# [WHAT THE EXERCISE ASKS]
The response must consist of the complete listing below, reproduced without alteration.
──────── AVAILABLE DATA ────────
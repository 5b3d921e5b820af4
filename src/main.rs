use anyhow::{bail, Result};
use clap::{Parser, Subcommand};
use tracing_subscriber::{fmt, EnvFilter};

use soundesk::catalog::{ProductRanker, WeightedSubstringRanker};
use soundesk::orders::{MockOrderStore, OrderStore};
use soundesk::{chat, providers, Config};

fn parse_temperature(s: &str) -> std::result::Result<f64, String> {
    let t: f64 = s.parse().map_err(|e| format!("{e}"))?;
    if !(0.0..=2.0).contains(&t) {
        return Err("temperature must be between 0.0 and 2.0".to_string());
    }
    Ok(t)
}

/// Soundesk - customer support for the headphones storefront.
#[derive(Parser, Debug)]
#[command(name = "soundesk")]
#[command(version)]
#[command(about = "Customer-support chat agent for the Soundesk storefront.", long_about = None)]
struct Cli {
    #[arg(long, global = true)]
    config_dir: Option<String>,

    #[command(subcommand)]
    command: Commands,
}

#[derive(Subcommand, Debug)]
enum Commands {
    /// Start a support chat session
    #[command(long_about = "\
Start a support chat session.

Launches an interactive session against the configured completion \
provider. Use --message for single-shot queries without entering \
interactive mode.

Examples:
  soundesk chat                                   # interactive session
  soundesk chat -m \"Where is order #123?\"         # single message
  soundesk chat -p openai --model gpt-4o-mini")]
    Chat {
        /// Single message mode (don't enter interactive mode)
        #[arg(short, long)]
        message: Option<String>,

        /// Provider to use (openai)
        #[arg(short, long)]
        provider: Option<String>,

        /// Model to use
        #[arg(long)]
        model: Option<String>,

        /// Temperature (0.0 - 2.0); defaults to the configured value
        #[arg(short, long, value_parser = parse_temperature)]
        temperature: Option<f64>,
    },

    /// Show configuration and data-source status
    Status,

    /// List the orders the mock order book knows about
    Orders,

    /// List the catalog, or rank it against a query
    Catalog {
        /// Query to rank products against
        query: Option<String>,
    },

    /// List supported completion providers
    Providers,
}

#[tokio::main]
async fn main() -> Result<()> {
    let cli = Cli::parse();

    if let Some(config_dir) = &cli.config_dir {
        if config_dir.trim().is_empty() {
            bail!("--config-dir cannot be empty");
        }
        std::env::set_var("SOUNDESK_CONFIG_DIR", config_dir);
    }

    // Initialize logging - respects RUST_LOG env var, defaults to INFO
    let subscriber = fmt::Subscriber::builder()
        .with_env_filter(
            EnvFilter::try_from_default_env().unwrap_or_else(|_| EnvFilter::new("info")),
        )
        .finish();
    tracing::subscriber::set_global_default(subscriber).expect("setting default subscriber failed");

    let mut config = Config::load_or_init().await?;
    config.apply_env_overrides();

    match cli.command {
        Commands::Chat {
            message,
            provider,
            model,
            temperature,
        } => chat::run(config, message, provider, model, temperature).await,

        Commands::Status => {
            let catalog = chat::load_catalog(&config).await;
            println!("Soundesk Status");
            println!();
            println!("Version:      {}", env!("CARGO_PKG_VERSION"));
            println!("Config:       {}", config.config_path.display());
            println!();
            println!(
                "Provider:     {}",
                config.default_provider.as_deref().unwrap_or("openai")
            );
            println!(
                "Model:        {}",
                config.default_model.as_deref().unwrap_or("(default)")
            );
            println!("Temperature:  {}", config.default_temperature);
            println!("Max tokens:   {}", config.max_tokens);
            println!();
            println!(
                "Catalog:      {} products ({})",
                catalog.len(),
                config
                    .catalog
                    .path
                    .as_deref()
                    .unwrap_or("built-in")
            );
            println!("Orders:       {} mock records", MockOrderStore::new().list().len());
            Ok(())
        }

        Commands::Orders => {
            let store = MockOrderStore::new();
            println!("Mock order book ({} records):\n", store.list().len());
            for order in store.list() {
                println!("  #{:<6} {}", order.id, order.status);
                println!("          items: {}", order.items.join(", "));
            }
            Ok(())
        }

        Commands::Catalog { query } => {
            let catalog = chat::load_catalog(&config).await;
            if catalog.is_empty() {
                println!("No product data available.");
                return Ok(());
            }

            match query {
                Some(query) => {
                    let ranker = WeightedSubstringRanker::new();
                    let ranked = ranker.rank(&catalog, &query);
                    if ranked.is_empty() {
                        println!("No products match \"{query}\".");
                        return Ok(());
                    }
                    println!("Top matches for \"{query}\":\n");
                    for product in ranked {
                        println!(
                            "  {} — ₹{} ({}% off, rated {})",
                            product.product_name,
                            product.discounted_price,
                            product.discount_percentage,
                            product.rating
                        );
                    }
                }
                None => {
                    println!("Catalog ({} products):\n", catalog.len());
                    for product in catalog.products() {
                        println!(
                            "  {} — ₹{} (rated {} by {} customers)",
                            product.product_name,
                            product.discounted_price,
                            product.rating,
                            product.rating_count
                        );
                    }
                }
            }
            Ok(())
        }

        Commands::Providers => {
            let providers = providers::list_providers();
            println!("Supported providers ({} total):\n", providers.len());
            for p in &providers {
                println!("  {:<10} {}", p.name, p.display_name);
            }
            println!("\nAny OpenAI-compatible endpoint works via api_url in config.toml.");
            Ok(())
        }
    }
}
────────
# [ANSWER FOR THE TASK]
repository 5b3d921e5b820af4
filename src/main.rs
use anyhow::{bail, Result};
use clap::{Parser, Subcommand};
use tracing_subscriber::{fmt, EnvFilter};

use soundesk::catalog::{ProductRanker, WeightedSubstringRanker};
use soundesk::orders::{MockOrderStore, OrderStore};
use soundesk::{chat, providers, Config};

fn parse_temperature(s: &str) -> std::result::Result<f64, String> {
    let t: f64 = s.parse().map_err(|e| format!("{e}"))?;
    if !(0.0..=2.0).contains(&t) {
        return Err("temperature must be between 0.0 and 2.0".to_string());
    }
    Ok(t)
}

/// Soundesk - customer support for the headphones storefront.
#[derive(Parser, Debug)]
#[command(name = "soundesk")]
#[command(version)]
#[command(about = "Customer-support chat agent for the Soundesk storefront.", long_about = None)]
struct Cli {
    #[arg(long, global = true)]
    config_dir: Option<String>,

    #[command(subcommand)]
    command: Commands,
}

#[derive(Subcommand, Debug)]
enum Commands {
    /// Start a support chat session
    #[command(long_about = "\
Start a support chat session.

Launches an interactive session against the configured completion \
provider. Use --message for single-shot queries without entering \
interactive mode.

Examples:
  soundesk chat                                   # interactive session
  soundesk chat -m \"Where is order #123?\"         # single message
  soundesk chat -p openai --model gpt-4o-mini")]
    Chat {
        /// Single message mode (don't enter interactive mode)
        #[arg(short, long)]
        message: Option<String>,

        /// Provider to use (openai)
        #[arg(short, long)]
        provider: Option<String>,

        /// Model to use
        #[arg(long)]
        model: Option<String>,

        /// Temperature (0.0 - 2.0); defaults to the configured value
        #[arg(short, long, value_parser = parse_temperature)]
        temperature: Option<f64>,
    },

    /// Show configuration and data-source status
    Status,

    /// List the orders the mock order book knows about
    Orders,

    /// List the catalog, or rank it against a query
    Catalog {
        /// Query to rank products against
        query: Option<String>,
    },

    /// List supported completion providers
    Providers,
}

#[tokio::main]
async fn main() -> Result<()> {
    let cli = Cli::parse();

    if let Some(config_dir) = &cli.config_dir {
        if config_dir.trim().is_empty() {
            bail!("--config-dir cannot be empty");
        }
        std::env::set_var("SOUNDESK_CONFIG_DIR", config_dir);
    }

    // Initialize logging - respects RUST_LOG env var, defaults to INFO
    let subscriber = fmt::Subscriber::builder()
        .with_env_filter(
            EnvFilter::try_from_default_env().unwrap_or_else(|_| EnvFilter::new("info")),
        )
        .finish();
    tracing::subscriber::set_global_default(subscriber).expect("setting default subscriber failed");

    let mut config = Config::load_or_init().await?;
    config.apply_env_overrides();

    match cli.command {
        Commands::Chat {
            message,
            provider,
            model,
            temperature,
        } => chat::run(config, message, provider, model, temperature).await,

        Commands::Status => {
            let catalog = chat::load_catalog(&config).await;
            println!("Soundesk Status");
            println!();
            println!("Version:      {}", env!("CARGO_PKG_VERSION"));
            println!("Config:       {}", config.config_path.display());
            println!();
            println!(
                "Provider:     {}",
                config.default_provider.as_deref().unwrap_or("openai")
            );
            println!(
                "Model:        {}",
                config.default_model.as_deref().unwrap_or("(default)")
            );
            println!("Temperature:  {}", config.default_temperature);
            println!("Max tokens:   {}", config.max_tokens);
            println!();
            println!(
                "Catalog:      {} products ({})",
                catalog.len(),
                config
                    .catalog
                    .path
                    .as_deref()
                    .unwrap_or("built-in")
            );
            println!("Orders:       {} mock records", MockOrderStore::new().list().len());
            Ok(())
        }

        Commands::Orders => {
            let store = MockOrderStore::new();
            println!("Mock order book ({} records):\n", store.list().len());
            for order in store.list() {
                println!("  #{:<6} {}", order.id, order.status);
                println!("          items: {}", order.items.join(", "));
            }
            Ok(())
        }

        Commands::Catalog { query } => {
            let catalog = chat::load_catalog(&config).await;
            if catalog.is_empty() {
                println!("No product data available.");
                return Ok(());
            }

            match query {
                Some(query) => {
                    let ranker = WeightedSubstringRanker::new();
                    let ranked = ranker.rank(&catalog, &query);
                    if ranked.is_empty() {
                        println!("No products match \"{query}\".");
                        return Ok(());
                    }
                    println!("Top matches for \"{query}\":\n");
                    for product in ranked {
                        println!(
                            "  {} — ₹{} ({}% off, rated {})",
                            product.product_name,
                            product.discounted_price,
                            product.discount_percentage,
                            product.rating
                        );
                    }
                }
                None => {
                    println!("Catalog ({} products):\n", catalog.len());
                    for product in catalog.products() {
                        println!(
                            "  {} — ₹{} (rated {} by {} customers)",
                            product.product_name,
                            product.discounted_price,
                            product.rating,
                            product.rating_count
                        );
                    }
                }
            }
            Ok(())
        }

        Commands::Providers => {
            let providers = providers::list_providers();
            println!("Supported providers ({} total):\n", providers.len());
            for p in &providers {
                println!("  {:<10} {}", p.name, p.display_name);
            }
            println!("\nAny OpenAI-compatible endpoint works via api_url in config.toml.");
            Ok(())
        }
    }
}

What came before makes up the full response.